In the 1960’s, I enlisted in the Marine Corps.  Little did I know that the radiation and chemicals I would be unknowingly exposed to as a Marine would give me bladder cancer and a list of other unwanted medical conditions.  Even worse, I discovered that I am not alone. There are many thousands of veterans and active duty personnel with cancers and other diseases linked to chemical exposures.

With 130 military bases on the EPA Superfund list and no government policy to alert veterans of their possible exposure to toxic chemicals, it’s not an exaggeration to say that thousands have ‘not connected the dots’ of illness to military service.

Unregulated chemicals linked to cancer are legally sold to the military and in the civilian marketplace and still cause exposures even now. Most Marines, and most military families – hell, most Americans – don’t have the time or capacity to research how hidden chemicals in their environment might put them in harm’s way for cancer and other illness. No, most people might not also even know they are using cancer causing chemicals in their products.

There’s a continuing need for independent science that tests chemicals for hazards. The U.S. Government does have a top notch agency that is researching chemicals and their carcinogenicity.

The NIEHS, headed by Dr. Linda Birnbaum, is leading the latest modern science efforts to help figure out why anyone – be they in the military or civilian life – gets cancer and other disease when exposed to certain chemicals.

The National Institutes of Environmental Health Sciences (NIEHS) is our main defense from harmful chemicals.

Yet this Wednesday, the Republican controlled House of Representatives, in their infinite wisdom, has summoned Dr. Birnbaum to defend her program that tests chemicals for cancer.

We don’t have accesss to the Dow talking paper, but the best intelligence is that Dow Chemical Corporation is there to tell Dr. Birnbaum and Congress how the NIEHS cancer report is unnecessary.  They will be saying that it isn’t necessary, because there are other groups that evaluate carcinogens.  Trouble is that they aren’t in the US, don’t serve our needs here, do limited evaluations, etc.  The facts don’t support this argument.  
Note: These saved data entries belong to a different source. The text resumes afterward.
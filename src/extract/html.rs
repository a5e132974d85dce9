//! Extraction from archived status pages.
//!
//! Status page markup changed several times over the years. Each layout gets
//! its own [`ExtractionStrategy`], tried in order from newest to oldest.

use scraper::{ElementRef, Html, Node, Selector};
use tracing::debug;

use super::text::leading_mention;

/// Fields recovered from a status page.
#[derive(Debug, Clone, Default, PartialEq, Eq)]
pub struct HtmlFields {
    pub text: String,
    pub reply_to_handle: Option<String>,
    pub quoted_handle: Option<String>,
    pub quoted_text: Option<String>,
}

/// One page layout.
pub trait ExtractionStrategy: Send + Sync {
    /// Short name used in logs.
    fn name(&self) -> &'static str;

    /// CSS selector for the element holding the post text.
    fn marker(&self) -> &'static str;

    /// Extract from the single element matching [`marker`](Self::marker).
    /// `None` means the layout did not fit after all.
    fn try_extract(&self, element: ElementRef<'_>) -> Option<HtmlFields>;
}

/// Large-text layout with quote and reply context around the text.
pub struct JumboText;

/// Mid-size text layout.
pub struct LargeText;

/// Permalink overlay layout.
pub struct OpenedTweet;

/// Preexpanded conversation layout.
pub struct Preexpanded;

impl ExtractionStrategy for JumboText {
    fn name(&self) -> &'static str {
        "jumbo"
    }

    fn marker(&self) -> &'static str {
        "p.TweetTextSize--jumbo"
    }

    fn try_extract(&self, element: ElementRef<'_>) -> Option<HtmlFields> {
        let text = text_with_emoji(element)?;
        if text.is_empty() {
            return None;
        }
        let mut fields = HtmlFields {
            text,
            ..HtmlFields::default()
        };

        let Some(parent) = element.parent().and_then(ElementRef::wrap) else {
            return Some(fields);
        };

        let next_div = parent
            .next_siblings()
            .filter_map(ElementRef::wrap)
            .find(|el| el.value().name() == "div");
        if let Some(quote) = next_div {
            let handle = first_text(quote, "span.username");
            let body = first_text(quote, "div.QuoteTweet-text");
            match (handle, body) {
                (Some(handle), Some(body)) => {
                    fields.quoted_handle = Some(handle.replace('@', ""));
                    fields.quoted_text = Some(body.trim().to_string());
                }
                _ => {
                    fields.quoted_handle = Some(String::new());
                    fields.quoted_text = Some(String::new());
                }
            }
        }

        let prev_div = parent
            .prev_siblings()
            .filter_map(ElementRef::wrap)
            .find(|el| el.value().name() == "div");
        if let Some(context) = prev_div {
            if context.text().collect::<String>().contains("Replying to") {
                let handle = first_text(context, "span.username").unwrap_or_default();
                fields.reply_to_handle = Some(handle.replace('@', ""));
            }
        }

        Some(fields)
    }
}

impl ExtractionStrategy for LargeText {
    fn name(&self) -> &'static str {
        "26px"
    }

    fn marker(&self) -> &'static str {
        "p.TweetTextSize--26px"
    }

    fn try_extract(&self, element: ElementRef<'_>) -> Option<HtmlFields> {
        text_with_emoji(element).map(mention_fields)
    }
}

impl ExtractionStrategy for OpenedTweet {
    fn name(&self) -> &'static str {
        "opened-tweet"
    }

    fn marker(&self) -> &'static str {
        "div.opened-tweet"
    }

    fn try_extract(&self, element: ElementRef<'_>) -> Option<HtmlFields> {
        nested_tweet_text(element)
    }
}

impl ExtractionStrategy for Preexpanded {
    fn name(&self) -> &'static str {
        "preexpanded"
    }

    fn marker(&self) -> &'static str {
        "div.preexpanded"
    }

    fn try_extract(&self, element: ElementRef<'_>) -> Option<HtmlFields> {
        nested_tweet_text(element)
    }
}

/// Layouts in the order they are tried.
pub fn default_strategies() -> Vec<Box<dyn ExtractionStrategy>> {
    vec![
        Box::new(JumboText),
        Box::new(LargeText),
        Box::new(OpenedTweet),
        Box::new(Preexpanded),
    ]
}

/// Run strategies in order. A strategy is only attempted when its marker
/// matches exactly one element; the first successful extraction wins.
pub fn extract_html(
    body: &str,
    strategies: &[Box<dyn ExtractionStrategy>],
) -> Option<HtmlFields> {
    let document = Html::parse_document(body);

    for strategy in strategies {
        let selector = match Selector::parse(strategy.marker()) {
            Ok(s) => s,
            Err(e) => {
                debug!("Invalid marker for {}: {:?}", strategy.name(), e);
                continue;
            }
        };
        let mut matches = document.select(&selector);
        let (Some(element), None) = (matches.next(), matches.next()) else {
            continue;
        };
        if let Some(fields) = strategy.try_extract(element) {
            debug!("Extracted with {} layout", strategy.name());
            return Some(fields);
        }
    }

    None
}

fn mention_fields(text: String) -> HtmlFields {
    HtmlFields {
        reply_to_handle: leading_mention(&text),
        quoted_handle: Some(String::new()),
        quoted_text: Some(String::new()),
        text,
    }
}

fn nested_tweet_text(container: ElementRef<'_>) -> Option<HtmlFields> {
    let selector = Selector::parse("p.js-tweet-text").ok()?;
    let element = container.select(&selector).next()?;
    text_with_emoji(element).map(mention_fields)
}

/// Text of the first descendant matching `css`.
fn first_text(scope: ElementRef<'_>, css: &str) -> Option<String> {
    let selector = Selector::parse(css).ok()?;
    scope
        .select(&selector)
        .next()
        .map(|el| el.text().collect::<String>())
}

/// Trimmed text of an element with emoji images replaced by their alt text.
///
/// An emoji image without alt text makes the element unreadable.
fn text_with_emoji(element: ElementRef<'_>) -> Option<String> {
    let mut out = String::new();
    for node in element.descendants() {
        match node.value() {
            Node::Text(text) => out.push_str(text),
            Node::Element(el) if el.name() == "img" && el.classes().any(|c| c == "Emoji") => {
                out.push_str(el.attr("alt")?);
            }
            _ => {}
        }
    }
    Some(out.trim().to_string())
}
//! Capture index records.

use std::fmt;

use chrono::{DateTime, NaiveDateTime, Utc};

/// How a captured document is stored and parsed.
#[derive(Debug, Clone, Copy, PartialEq, Eq, Hash)]
pub enum ContentKind {
    /// Rendered status page markup.
    Html,
    /// API payload.
    Json,
}

impl ContentKind {
    /// Classify a mime type. Anything that is not a JSON subtype is markup.
    pub fn from_mime(mime: &str) -> Self {
        let subtype = mime
            .split_once('/')
            .map(|(_, sub)| sub)
            .unwrap_or(mime)
            .split(';')
            .next()
            .unwrap_or_default()
            .trim();
        if subtype.eq_ignore_ascii_case("json") {
            Self::Json
        } else {
            Self::Html
        }
    }

    /// Classify a stored file extension, defaulting to markup.
    pub fn from_extension(ext: &str) -> Self {
        if ext.eq_ignore_ascii_case("json") {
            Self::Json
        } else {
            Self::Html
        }
    }

    /// File extension and export tag.
    pub fn as_str(&self) -> &'static str {
        match self {
            Self::Html => "html",
            Self::Json => "json",
        }
    }
}

impl fmt::Display for ContentKind {
    fn fmt(&self, f: &mut fmt::Formatter<'_>) -> fmt::Result {
        f.write_str(self.as_str())
    }
}

/// One capture of a status URL, as listed by the archive index.
#[derive(Debug, Clone, PartialEq, Eq)]
pub struct CaptureRecord {
    /// Snowflake id parsed from the status URL.
    pub id: u64,
    /// URL as originally captured.
    pub original_url: String,
    /// Snapshot URL to retrieve.
    pub archive_url: String,
    /// Mime type reported by the index.
    pub mimetype: String,
    /// Capture timestamp (`YYYYMMDDhhmmss`).
    pub timestamp: String,
}

impl CaptureRecord {
    /// Storage and parsing kind for this capture.
    pub fn kind(&self) -> ContentKind {
        ContentKind::from_mime(&self.mimetype)
    }

    /// When the archive took this capture.
    pub fn captured_at(&self) -> Option<DateTime<Utc>> {
        let digits = self.timestamp.get(..14)?;
        NaiveDateTime::parse_from_str(digits, "%Y%m%d%H%M%S")
            .ok()
            .map(|dt| dt.and_utc())
    }
}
Dow Chemical made Agent Orange, which we know now is linked to long list of terrible disease in Veterans and their offspring, including AL Amyloidosis, Chronic B-cell Leukemias, Chloracne, Diabetes Mellitus Type 2, Hodgkin’s Disease, Ischemic Heart Disease, Multiple Myeloma, Non-Hodgkin’s Lymphoma, Parkinson’s Disease, Acute and Subacute Peripheral Neuropathy, Porphyria Cutanea Tarda and other deadly killers.

Vietnam Veterans and Vietnamese nationals suffer and die today from exposure to this supposedly ‘safe to use’ herbicide.

Dow’s contamination of communities in Midland, Michigan, Seadrift, Texas, Bhopal, India and other places coincides with rising rates of people suffering from cancer in those places.

And yet, this Dow executive is there to say that Dr. Birnbaum and her team of researchers are threatening American businesses because of their research on chemicals carcinogenicity.

This is an election year, and I wouldn’t be at all surprised if Dow and their chemical buddies didn’t arrange this witch hunt through campaign contributions and lobbying.

Contact your Representative and tell them to support Dr. Linda Birnbaum and her valuable staff at NIEHS, and to give more support to their research with testing chemicals for cancer causing effects. 

All Veterans should condemn efforts to silence one of the truly objective and politically independent agencies – NIEHS – and hope that Congress will strengthen and support NIEHS in coming years. It is the right thing to do.